The Democratic Party’s lack of support for Latino candidates and communities in North Carolina presents an opportunity for Republicans. Hurtado and other Latinos working on electoral issues in the state have cited the LIBRE Initiative as a group the Democratic Party should be wary of.

LIBRE, an arm of the Koch brothers’ Americans for Prosperity that has worked to advance conservative candidates and causes in traditionally Republican states, bills itself as an organization that amplifies “the voice of the Hispanic community.” Whether one agrees depends on which side of the aisle they stand on. Six years ago, Democratic Sen. Catherine Cortez Masto of Nevada denounced LIBRE in a speech on the Senate floor, saying in part that the organization deceives Latinos to support “the very same politicians who are working against Latino families.”

Recently, LIBRE held a community event at a Dominican restaurant in Raleigh, the state capital, that focused on how “Bidenomics” hurt Latino families.

“I don’t align with their politics,” Hurtado said, “but I think their work here is testament to the reality that there’s a competition to be had over our votes.”

Hurtado wears several different hats these days, with most of his work focused on growing and supporting Latino leadership in the state. He is the co-founder of LatinxED, an organization devoted to advancing educational equity and opportunity for North Carolina’s Latino students through a yearly educational summit and by providing training, resources and fellowships. He also serves on a number of state task forces and commissions, including one focused on racial equity and criminal justice.

“At most of our public meetings, there are maybe five people in the audience, 10 if I’m being generous,” Hurtado said. “At a recent meeting for the governor’s advisory committee on Hispanic and Latino Affairs, we had over 250 people signed up to attend. I think this speaks to the demand and the longing of the Latino community for any sort of political representation because since my loss, we don’t really have any visible Latino leaders at the state level.”

Hurtado said political institutions “have a long way to go” to engage Latinos — and that the work can’t just be tied to specific campaigns and elections.
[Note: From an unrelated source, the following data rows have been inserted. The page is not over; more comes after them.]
use axum::{
    Router,
    extract::{DefaultBodyLimit, State},
    http::StatusCode,
    routing::{delete, get, patch, post, put},
};
use tower_http::trace::TraceLayer;

use studymate_core::health::{DependencyCheck, healthz, readiness};
use studymate_core::middleware::{propagate_request_id_layer, request_id_layer};

use crate::domain::types::MAX_UPLOAD_BYTES;
use crate::handlers::{
    academic::{
        create_department, create_semester, create_subject, create_year, delete_department,
        delete_semester, delete_subject, delete_year, get_department, get_semester, get_subject,
        get_year, list_departments, list_semesters, list_subjects, list_years,
    },
    auth::{login, refresh_token, register},
    material::{
        create_material, delete_material, download_material, get_material, list_materials,
        replace_material_file, update_material,
    },
    sync::reconcile,
    user::{create_student, delete_student, get_me, list_students, update_me},
};
use crate::state::AppState;

/// Room for multipart boundaries and text fields on top of the file itself.
const FORM_OVERHEAD_BYTES: usize = 1024 * 1024;

pub fn build_router(state: AppState) -> Router {
    Router::new()
        // Health
        .route("/healthz", get(healthz))
        .route("/readyz", get(readyz))
        // Auth
        .route("/api/auth/register", post(register))
        .route("/api/token", post(login))
        .route("/api/token/refresh", post(refresh_token))
        // Profile
        .route("/api/users/me", get(get_me))
        .route("/api/users/me", patch(update_me))
        // Student browsing
        .route("/api/student/departments", get(list_departments))
        .route("/api/student/departments/{id}", get(get_department))
        .route("/api/student/years", get(list_years))
        .route("/api/student/years/{id}", get(get_year))
        .route("/api/student/semesters", get(list_semesters))
        .route("/api/student/semesters/{id}", get(get_semester))
        .route("/api/student/subjects", get(list_subjects))
        .route("/api/student/subjects/{id}", get(get_subject))
        .route("/api/student/materials", get(list_materials))
        .route("/api/student/materials/{id}", get(get_material))
        .route("/api/student/materials/{id}/download", get(download_material))
        // Admin: students
        .route("/api/admin/students", get(list_students))
        .route("/api/admin/students", post(create_student))
        .route("/api/admin/students/{id}", delete(delete_student))
        // Admin: academic structure
        .route("/api/admin/departments", post(create_department))
        .route("/api/admin/departments/{id}", delete(delete_department))
        .route("/api/admin/years", post(create_year))
        .route("/api/admin/years/{id}", delete(delete_year))
        .route("/api/admin/semesters", post(create_semester))
        .route("/api/admin/semesters/{id}", delete(delete_semester))
        .route("/api/admin/subjects", post(create_subject))
        .route("/api/admin/subjects/{id}", delete(delete_subject))
        // Admin: materials
        .route("/api/admin/materials", post(create_material))
        .route("/api/admin/materials/{id}", patch(update_material))
        .route("/api/admin/materials/{id}", delete(delete_material))
        .route("/api/admin/materials/{id}/file", put(replace_material_file))
        // Admin: sync
        .route("/api/admin/sync/reconcile", post(reconcile))
        .layer(DefaultBodyLimit::max(
            MAX_UPLOAD_BYTES as usize + FORM_OVERHEAD_BYTES,
        ))
        .layer(TraceLayer::new_for_http())
        .layer(propagate_request_id_layer())
        .layer(request_id_layer())
        .with_state(state)
}

/// Ready when both stores answer.
async fn readyz(State(state): State<AppState>) -> StatusCode {
    let (db, mirror) = tokio::join!(state.db.ping(), state.mirror.ping());
    readiness(&[
        DependencyCheck::from_result("entity store", db),
        DependencyCheck::from_result("mirror store", mirror.map_err(|e| format!("{e:#}"))),
    ])
}
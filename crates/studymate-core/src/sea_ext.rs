use sea_orm::sea_query::{Expr, Func, IntoColumnRef, LikeExpr, SimpleExpr};

/// Case-insensitive substring match: `LOWER(col) LIKE '%needle%' ESCAPE '\'`.
///
/// `%`, `_` and `\` in the needle match literally.
pub fn contains_ci<C>(col: C, needle: &str) -> SimpleExpr
where
    C: IntoColumnRef,
{
    let pattern = format!("%{}%", escape_like(&needle.to_lowercase()));
    Expr::expr(Func::lower(Expr::col(col))).like(LikeExpr::new(pattern).escape('\\'))
}

fn escape_like(raw: &str) -> String {
    let mut out = String::with_capacity(raw.len());
    for c in raw.chars() {
        if matches!(c, '%' | '_' | '\\') {
            out.push('\\');
        }
        out.push(c);
    }
    out
}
“There needs to be an ecosystem and political infrastructure around Latinos in the state,” he said. “We need education programs, pipeline programs, leadership development, and more initiatives that can help identify leaders in North Carolina and get people engaged outside of the formal political arena.”

Nikki Marín Baena agrees. She is the co-director of the grassroots organization Siembra NC, the local arm of the national Latinx rights organization Mijente. Siembra was founded in 2017 to resist the Trump administration’s war on immigrants. Over time, electoral work has become a bigger focus.

It was watching grassroots groups like Mijente “throw down” in 2018 in an effort to help Stacey Abrams be elected as governor of Georgia, Marín Baena said, that led to an important realization: Voting is a tool for community defense and safety.

Democrats have long floundered in the South and Abrams’ later efforts in Georgia helped them win more races. Politically, North Carolina is positioned differently; historically, it’s a state where Democrats have found more success in the governor’s race while Republicans often prevail in federal elections. But organizers say similar power plays for progressive candidates could be made in local elections. Part of the challenge is that to make this a reality, organizers like Marín Baena have to “build everything from scratch.”

“We get a lot of questions about whether we’re going to run anyone for city council or other local offices, but we’ve got our work cut out for us,” Marín Baena said. “What would the candidate pipeline be? What would the candidate training program be? How do you make a Ricky Hurtado or a Gabe Esparza?”

Stepping into Power

While Esparza didn’t win his race, politicos, advocates, and organizers across the state agree that North Carolina is entering a new chapter — one in which Latino candidates and voters have the potential to emerge as a powerhouse.

Last year, Liz Monterrey became the first member of the Latino community elected to serve on the Charlotte-Mecklenburg School board. The board is anchored in a city that has the largest Latino population in North Carolina and serves a district where 34% of the students are Latino. Still, according to Monterrey, fewer than 5% of the people who voted for her were Latino.

Monterrey said she isn’t interested in representation for the sake of it. Her concern is that the absence of Latino leaders in areas with large Latino populations means that the needs of Latinos may be overlooked. In Mecklenburg County schools, students who speak English as a second language perform the lowest when it comes to career and college-readiness.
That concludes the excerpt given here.